== BRIEF ==
Scan the entries and copy each line where the word "closed" is present.

== DATA FOR THIS EXERCISE ==
//! Per-symbol position with average cost basis.

use chrono::{DateTime, Utc};

#[derive(Debug, Clone, PartialEq)]
pub struct Position {
    pub symbol: String,
    pub quantity: i64,
    /// Average per-unit entry cost of the open quantity, fees included.
    pub avg_entry_price: f64,
}

impl Position {
    pub fn flat(symbol: impl Into<String>) -> Self {
        Position {
            symbol: symbol.into(),
            quantity: 0,
            avg_entry_price: 0.0,
        }
    }

    /// Apply a signed fill at `unit_cost` (fee-adjusted per-unit price).
    ///
    /// A positive quantity adds to the holding at an averaged cost. A negative
    /// one reduces it and returns the closed quantity with its realized PnL;
    /// reductions never exceed the held quantity.
    pub fn apply_fill(&mut self, signed_qty: i64, unit_cost: f64) -> Option<(i64, f64)> {
        if signed_qty > 0 {
            let held = self.quantity as f64;
            let added = signed_qty as f64;
            self.avg_entry_price = (held * self.avg_entry_price + added * unit_cost) / (held + added);
            self.quantity += signed_qty;
            return None;
        }
        if signed_qty == 0 {
            return None;
        }

        let closed = signed_qty.unsigned_abs().min(self.quantity.unsigned_abs()) as i64;
        let realized = closed as f64 * (unit_cost - self.avg_entry_price);
        self.quantity -= closed;
        if self.quantity == 0 {
            self.avg_entry_price = 0.0;
        }
        Some((closed, realized))
    }
}

/// A position reduction with its realized result.
#[derive(Debug, Clone, PartialEq)]
pub struct RealizedTrade {
    pub symbol: String,
    pub timestamp: DateTime<Utc>,
    pub quantity: i64,
    pub entry_price: f64,
    pub exit_price: f64,
    pub pnl: f64,
}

== RESPONSE TO THIS TASK ==
    /// one reduces it and returns the closed quantity with its realized PnL;
        let closed = signed_qty.unsigned_abs().min(self.quantity.unsigned_abs()) as i64;
        let realized = closed as f64 * (unit_cost - self.avg_entry_price);
        self.quantity -= closed;
        Some((closed, realized))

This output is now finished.